**TASK TO CARRY OUT:**
What lines of the data below hold "when"? Show them.
**** PROVIDED DATA
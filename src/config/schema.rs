//! YAML schema for the pipeline configuration
//!
//! Every component receives its section explicitly; nothing is read from
//! process-wide state.

use std::fs;
use std::path::{Path, PathBuf};

use serde::{Deserialize, Deserializer, Serialize};

use crate::error::{Error, Result};
use crate::eval::alert::AlertPolicy;
use crate::eval::drift::{CategoricalTest, DriftConfig};
use crate::features::FeatureConfig;
use crate::storage::DedupConfig;

/// Deserialize a bool from either a YAML boolean (`true`) or a quoted string (`"true"`).
fn deserialize_bool_lenient<'de, D>(deserializer: D) -> std::result::Result<bool, D::Error>
where
    D: Deserializer<'de>,
{
    #[derive(Deserialize)]
    #[serde(untagged)]
    enum BoolOrString {
        Bool(bool),
        Str(String),
    }

    match BoolOrString::deserialize(deserializer)? {
        BoolOrString::Bool(b) => Ok(b),
        BoolOrString::Str(s) => match s.to_lowercase().as_str() {
            "true" => Ok(true),
            "false" => Ok(false),
            other => Err(serde::de::Error::custom(format!(
                "expected 'true' or 'false', got '{other}'"
            ))),
        },
    }
}

/// Complete pipeline configuration
#[derive(Clone, Debug, Default, PartialEq, Serialize, Deserialize)]
#[serde(default)]
pub struct PipelineConfig {
    pub storage: StorageConfig,
    pub drift: DriftSection,
    pub alert: AlertPolicy,
    pub dedup: DedupConfig,
    pub features: FeatureConfig,
}

/// Reference table location
#[derive(Clone, Debug, PartialEq, Serialize, Deserialize)]
#[serde(default)]
pub struct StorageConfig {
    /// SQLite database file
    pub database: PathBuf,
    /// Reference table name
    pub table: String,
    /// Drop the table before the next load
    #[serde(deserialize_with = "deserialize_bool_lenient")]
    pub reset_before_load: bool,
}

impl Default for StorageConfig {
    fn default() -> Self {
        Self {
            database: PathBuf::from("housing.db"),
            table: "housing_data".to_string(),
            reset_before_load: false,
        }
    }
}

/// Comparator settings plus the report destination
#[derive(Clone, Debug, PartialEq, Serialize, Deserialize)]
#[serde(default)]
pub struct DriftSection {
    pub significance: f64,
    pub categorical_test: CategoricalTest,
    pub epsilon: f64,
    /// Where the drift report CSV is written
    pub report_path: PathBuf,
    /// Table in the same database holding the incoming batch, used when no
    /// CSV is given
    pub incoming_table: Option<String>,
}

impl Default for DriftSection {
    fn default() -> Self {
        let detector = DriftConfig::default();
        Self {
            significance: detector.significance,
            categorical_test: detector.categorical_test,
            epsilon: detector.epsilon,
            report_path: PathBuf::from("drift_report.csv"),
            incoming_table: None,
        }
    }
}

impl DriftSection {
    /// Comparator configuration for this section
    pub fn detector_config(&self) -> DriftConfig {
        DriftConfig {
            significance: self.significance,
            categorical_test: self.categorical_test,
            epsilon: self.epsilon,
        }
    }
}

impl PipelineConfig {
    /// Parse a YAML document; missing fields take their defaults
    pub fn from_yaml_str(yaml: &str) -> Result<Self> {
        serde_yaml::from_str(yaml).map_err(|e| Error::Config(format!("invalid YAML: {e}")))
    }

    /// Read and parse a YAML file
    pub fn from_yaml_file<P: AsRef<Path>>(path: P) -> Result<Self> {
        let path = path.as_ref();
        let text = fs::read_to_string(path)
            .map_err(|e| Error::io(format!("reading config {}", path.display()), e))?;
        serde_yaml::from_str(&text)
            .map_err(|e| Error::Config(format!("invalid YAML in {}: {e}", path.display())))
    }

    /// Configuration from `path`, or defaults when no file is given
    pub fn load(path: Option<&Path>) -> Result<Self> {
        match path {
            Some(path) => Self::from_yaml_file(path),
            None => Ok(Self::default()),
        }
    }

    /// Serialize back to YAML
    pub fn to_yaml(&self) -> Result<String> {
        serde_yaml::to_string(self).map_err(|e| Error::Config(e.to_string()))
    }
}
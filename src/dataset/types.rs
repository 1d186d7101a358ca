//! Schema and scalar value types.

use serde::{Deserialize, Serialize};

/// Declared type tag of a column, decided once at ingestion.
#[derive(Clone, Copy, Debug, PartialEq, Eq, Hash, Serialize, Deserialize)]
#[serde(rename_all = "lowercase")]
pub enum ColumnType {
    /// Integer or floating point values (continuous path)
    Numeric,
    /// String labels (categorical path)
    Categorical,
}

impl ColumnType {
    /// Human readable name
    pub fn name(&self) -> &'static str {
        match self {
            ColumnType::Numeric => "numeric",
            ColumnType::Categorical => "categorical",
        }
    }
}

/// A named, typed column slot in a schema
#[derive(Clone, Debug, PartialEq, Eq)]
pub struct Field {
    pub name: String,
    pub column_type: ColumnType,
}

impl Field {
    pub fn new(name: impl Into<String>, column_type: ColumnType) -> Self {
        Self { name: name.into(), column_type }
    }

    pub fn numeric(name: impl Into<String>) -> Self {
        Self::new(name, ColumnType::Numeric)
    }

    pub fn categorical(name: impl Into<String>) -> Self {
        Self::new(name, ColumnType::Categorical)
    }
}

/// Ordered mapping from column name to declared type.
#[derive(Clone, Debug, Default, PartialEq, Eq)]
pub struct Schema {
    fields: Vec<Field>,
}

impl Schema {
    pub fn new(fields: Vec<Field>) -> Self {
        Self { fields }
    }

    pub fn fields(&self) -> &[Field] {
        &self.fields
    }

    pub fn len(&self) -> usize {
        self.fields.len()
    }

    pub fn is_empty(&self) -> bool {
        self.fields.is_empty()
    }

    /// Column names in schema order
    pub fn names(&self) -> impl Iterator<Item = &str> {
        self.fields.iter().map(|f| f.name.as_str())
    }

    pub fn get(&self, name: &str) -> Option<&Field> {
        self.fields.iter().find(|f| f.name == name)
    }

    pub fn column_type(&self, name: &str) -> Option<ColumnType> {
        self.get(name).map(|f| f.column_type)
    }

    pub fn contains(&self, name: &str) -> bool {
        self.get(name).is_some()
    }

    /// Names present in both schemas, in `self` order.
    pub fn intersection(&self, other: &Schema) -> Vec<String> {
        self.fields
            .iter()
            .filter(|f| other.contains(&f.name))
            .map(|f| f.name.clone())
            .collect()
    }
}

/// A single cell value
#[derive(Clone, Debug, PartialEq)]
pub enum Value {
    Null,
    Number(f64),
    Text(String),
}

impl Value {
    pub fn is_null(&self) -> bool {
        matches!(self, Value::Null)
    }
}

impl From<Option<f64>> for Value {
    fn from(value: Option<f64>) -> Self {
        value.map_or(Value::Null, Value::Number)
    }
}

impl From<Option<String>> for Value {
    fn from(value: Option<String>) -> Self {
        value.map_or(Value::Null, Value::Text)
    }
}
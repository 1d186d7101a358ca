//! Load command implementation

use super::to_json;
use crate::cli::logging::log;
use crate::cli::{LoadArgs, LogLevel, OutputFormat};
use crate::config::PipelineConfig;
use crate::dataset::read_csv;
use crate::pipeline::Pipeline;

pub fn run_load(args: LoadArgs, mut config: PipelineConfig, level: LogLevel) -> Result<(), String> {
    if args.reset {
        config.storage.reset_before_load = true;
    }
    if args.no_features {
        config.features.enabled = false;
    }
    if args.raw {
        config.features.clean = true;
    }

    log(level, LogLevel::Normal, &format!("Loading: {}", args.input.display()));
    let batch = read_csv(&args.input, None).map_err(|e| e.to_string())?;
    log(
        level,
        LogLevel::Verbose,
        &format!("  Batch: {} rows, {} columns", batch.n_rows(), batch.n_columns()),
    );

    let mut pipeline = Pipeline::open(config).map_err(|e| e.to_string())?;
    let outcome = pipeline.ingest(&batch).map_err(|e| e.to_string())?;

    match args.format {
        OutputFormat::Json => println!("{}", to_json(&outcome)?),
        OutputFormat::Text | OutputFormat::Yaml => {
            if outcome.first_load {
                log(level, LogLevel::Normal, &format!("  Created table `{}`", outcome.table));
            }
            log(
                level,
                LogLevel::Normal,
                &format!("  {} new unique rows loaded into `{}`", outcome.appended, outcome.table),
            );
        }
    }
    Ok(())
}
********
**YOUR RESPONSE:**
    /// Table in the same database holding the incoming batch, used when no
    /// Configuration from `path`, or defaults when no file is given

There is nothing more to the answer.